=== The input ===

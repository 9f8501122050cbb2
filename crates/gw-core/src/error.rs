//! Core error types for gangway

use std::path::PathBuf;
use thiserror::Error;

/// Session and channel errors
#[derive(Error, Debug)]
pub enum SessionError {
    /// Channel already bound to an exec or shell adapter
    #[error("Channel is already bound to an adapter")]
    AlreadyBound,

    /// Channel is not known to the session router
    #[error("Unknown channel")]
    UnknownChannel,

    /// PTY allocation failed
    #[error("PTY allocation failed: {0}")]
    PtyAllocation(String),

    /// Process spawn failed
    #[error("Failed to spawn {command}: {reason}")]
    Spawn { command: String, reason: String },
}

/// Port forwarding errors
#[derive(Error, Debug)]
pub enum ForwardError {
    /// Listener could not bind
    #[error("Failed to bind {address}:{port}: {source}")]
    Bind {
        address: String,
        port: u32,
        source: std::io::Error,
    },

    /// Requested port is outside the valid TCP range
    #[error("Invalid port: {0}")]
    InvalidPort(u32),

    /// Outbound connect failed
    #[error("Failed to connect to {host}:{port}: {source}")]
    Connect {
        host: String,
        port: u32,
        source: std::io::Error,
    },
}

/// Configuration errors
#[derive(Error, Debug)]
pub enum ConfigError {
    /// Config file not found
    #[error("Config file not found: {0}")]
    NotFound(PathBuf),

    /// Invalid configuration
    #[error("Invalid config: {0}")]
    Invalid(String),

    /// TOML parse error
    #[error("TOML parse error: {0}")]
    Parse(#[from] toml::de::Error),

    /// TOML serialize error
    #[error("TOML serialize error: {0}")]
    Serialize(#[from] toml::ser::Error),
}
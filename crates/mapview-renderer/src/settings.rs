use serde::{Deserialize, Serialize};

use mapview_core::Color;

use crate::error::Result;

/// Output settings for a render pass.
#[derive(Debug, Clone, PartialEq, Serialize, Deserialize)]
#[serde(default)]
pub struct RenderSettings {
    /// Canvas width in pixels.
    pub width: u32,
    /// Canvas height in pixels.
    pub height: u32,
    pub background: Color,
    pub anti_alias: bool,
    /// Share of the canvas the full extent occupies after zoom-to-extent.
    pub fit_margin: f64,
}

impl Default for RenderSettings {
    fn default() -> Self {
        Self {
            width: 800,
            height: 600,
            background: Color::WHITE,
            anti_alias: false,
            fit_margin: 0.9, // 10% margin
        }
    }
}

impl RenderSettings {
    pub fn from_json(json: &str) -> Result<Self> {
        Ok(serde_json::from_str(json)?)
    }

    pub fn to_json(&self) -> Result<String> {
        Ok(serde_json::to_string_pretty(self)?)
    }
}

===

Exercise directions
Each line of the entries where the string "reason" occurs should be shown.

Completed exercise
    #[error("Failed to spawn {command}: {reason}")]
    Spawn { command: String, reason: String },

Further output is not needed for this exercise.